Champion of Change—Black Faculty and Staff Association Founder

The Black Faculty and Staff Association (BFSA) came together, as so many advocacy groups do, over lunch and a conversation. Lunch was at the Polo Grill, then a restaurant across from Homewood Field, and the people who had gathered to talk were black senior staff members concerned about the lack of support for people of color at Johns Hopkins. Toni Moore-Duggan, one of the participants, recalled how that lunch and subsequent discussions among the staff members led to their decision in 1995 to establish the BFSA. “After graduating from Johns Hopkins and while working there, it became evident that there was no voice or forum for black people having difficulties here,” said Moore-Duggan, a certified nurse practitioner who worked at the institution for years.

At first, Moore-Duggan said, she and the other staff members were not sure if anyone would buy into efforts to create a forum for people of color, but they did. Seventeen years later, the group is not only going strong but has expanded its mission: to help foster a culture of collaboration by promoting and enhancing the identity and professional welfare and growth of faculty, staff and students through collaborations, community service, education, research and cultural activities. The BFSA has also charged itself with being a crucial resource for the continued success of Johns Hopkins through the development and cultivation of relationships with key leaders of the institution.

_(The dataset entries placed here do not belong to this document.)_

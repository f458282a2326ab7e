//! Fixed-point measures for planet attributes.
//!
//! ## Overview
//!
//! Distances (AU) and day lengths (hours) are fractional, but comparing
//! floats invites rounding drift: two sorts of the same data could disagree
//! on ties. Every fractional measure is therefore stored as a u64 scaled by
//! 10^8 and compared exactly as an integer.
//!
//! ## Scale Factor
//!
//! A scale factor of 10^8 (100,000,000) gives 8 decimal places. Anything
//! finer is rounded once, at parse time.
//!
//! ## Examples
//!
//! ```
//! use solar_system::types::measure::{to_fixed, from_fixed};
//!
//! // 1.52366231 AU (Mars)
//! let distance = to_fixed("1.52366231").unwrap();
//! assert_eq!(distance, 152_366_231);
//!
//! assert_eq!(from_fixed(distance), "1.52366231");
//! ```

use rust_decimal::prelude::*;
use rust_decimal::Decimal;

use crate::error::{Error, Result};

/// Scaling factor for fixed-point measures: 10^8
pub const SCALE: u64 = 100_000_000;

/// Largest whole-unit value that can be represented
pub const MAX_VALUE: u64 = u64::MAX / SCALE;

// ============================================================================
// Conversion Functions
// ============================================================================

/// Convert a decimal string to fixed-point u64
///
/// # Returns
///
/// * `Some(u64)` - The fixed-point representation
/// * `None` - If parsing fails, the value is negative, or out of range
///
/// # Example
///
/// ```
/// use solar_system::types::measure::to_fixed;
///
/// assert_eq!(to_fixed("1.0"), Some(100_000_000));
/// assert_eq!(to_fixed("24.6229"), Some(2_462_290_000));
/// assert_eq!(to_fixed("0.00000001"), Some(1));
/// ```
pub fn to_fixed(s: &str) -> Option<u64> {
    let decimal = Decimal::from_str(s.trim()).ok()?;
    decimal_to_fixed(decimal)
}

/// Parse a named measure, reporting the field on failure
///
/// # Example
///
/// ```
/// use solar_system::types::measure::parse_measure;
///
/// assert_eq!(parse_measure("distance", "5.2").unwrap(), 520_000_000);
/// assert!(parse_measure("distance", "far").is_err());
/// ```
pub fn parse_measure(field: &'static str, value: &str) -> Result<u64> {
    to_fixed(value).ok_or_else(|| Error::InvalidMeasure {
        field,
        value: value.to_string(),
    })
}

/// Convert a Decimal to fixed-point u64
///
/// Returns `None` if the value is negative or out of range.
pub fn decimal_to_fixed(d: Decimal) -> Option<u64> {
    if d.is_sign_negative() && !d.is_zero() {
        return None;
    }

    let scaled = d.checked_mul(Decimal::from(SCALE))?;
    let rounded = scaled.round_dp(0);
    rounded.to_u64()
}

/// Convert fixed-point u64 to a Decimal
pub fn fixed_to_decimal(value: u64) -> Decimal {
    Decimal::from(value) / Decimal::from(SCALE)
}

/// Convert fixed-point u64 to a string with 8 decimal places
///
/// # Example
///
/// ```
/// use solar_system::types::measure::from_fixed;
///
/// assert_eq!(from_fixed(100_000_000), "1.00000000");
/// assert_eq!(from_fixed(2_462_290_000), "24.62290000");
/// ```
pub fn from_fixed(value: u64) -> String {
    let decimal = fixed_to_decimal(value);
    format!("{:.8}", decimal)
}

/// Convert fixed-point u64 to a human-readable string (trimmed trailing zeros)
///
/// # Example
///
/// ```
/// use solar_system::types::measure::from_fixed_trimmed;
///
/// assert_eq!(from_fixed_trimmed(100_000_000), "1");
/// assert_eq!(from_fixed_trimmed(38_700_000), "0.387");
/// ```
pub fn from_fixed_trimmed(value: u64) -> String {
    let decimal = fixed_to_decimal(value);
    format!("{}", decimal.normalize())
}

// ============================================================================
// Unit Tests
// ============================================================================
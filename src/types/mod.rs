//! Core data types for the solar system
//!
//! ## Types
//!
//! - [`Planet`]: The record held by a solar system
//!
//! ## Fixed-Point Measures
//!
//! Fractional planet attributes are stored as `u64` scaled by 10^8.
//! Example: 1.52366231 AU is stored as 152_366_231u64

mod planet;
pub mod measure;

pub use planet::Planet;
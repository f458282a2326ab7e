//! Error types for the solar system.

use thiserror::Error;

/// Result type for solar system operations.
pub type Result<T> = std::result::Result<T, Error>;

/// Errors that can occur while building or mutating a solar system.
#[derive(Debug, Clone, PartialEq, Eq, Error)]
pub enum Error {
    /// No planet equal to the requested one is in the system.
    #[error("planet not found: {0}")]
    NotFound(String),

    /// A decimal measure could not be parsed into fixed-point.
    #[error("invalid {field}: {value:?}")]
    InvalidMeasure {
        field: &'static str,
        value: String,
    },

    /// A node's neighbour does not point back at it.
    #[error("broken link at node {key}: {detail}")]
    BrokenLink {
        key: usize,
        detail: &'static str,
    },

    /// The head node has a predecessor.
    #[error("head node {0} has a predecessor")]
    HeadHasPredecessor(usize),

    /// The tail node has a successor.
    #[error("tail node {0} has a successor")]
    TailHasSuccessor(usize),

    /// Walking the links visited a different number of nodes than recorded.
    #[error("chain length mismatch: expected {expected}, walked {walked}")]
    LengthMismatch {
        expected: usize,
        walked: usize,
    },
}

Vernon Savage, now retired, was the director of outreach for the JHU Counseling Center. He served two terms as president of the BFSA. During his first term, in 1998, Savage began the process of opening the organization to faculty and staff on the East Baltimore campus. Savage’s personal history is one of losing and then finding his direction. After graduating from Baltimore Polytechnic Institute, he worked at a variety of jobs and in the Marine Corps Reserve. During this time, he became involved in drug dealing and was imprisoned. With hard work, however, he turned his prison term into a time of growth: He began taking college classes, met a mentor who challenged him to succeed and earned an associate’s degree and a Ford Foundation scholarship for continued higher education. Out on parole, Savage earned master’s and doctoral degrees in clinical psychology and began a career in psychology and higher education administration that spanned more than three decades.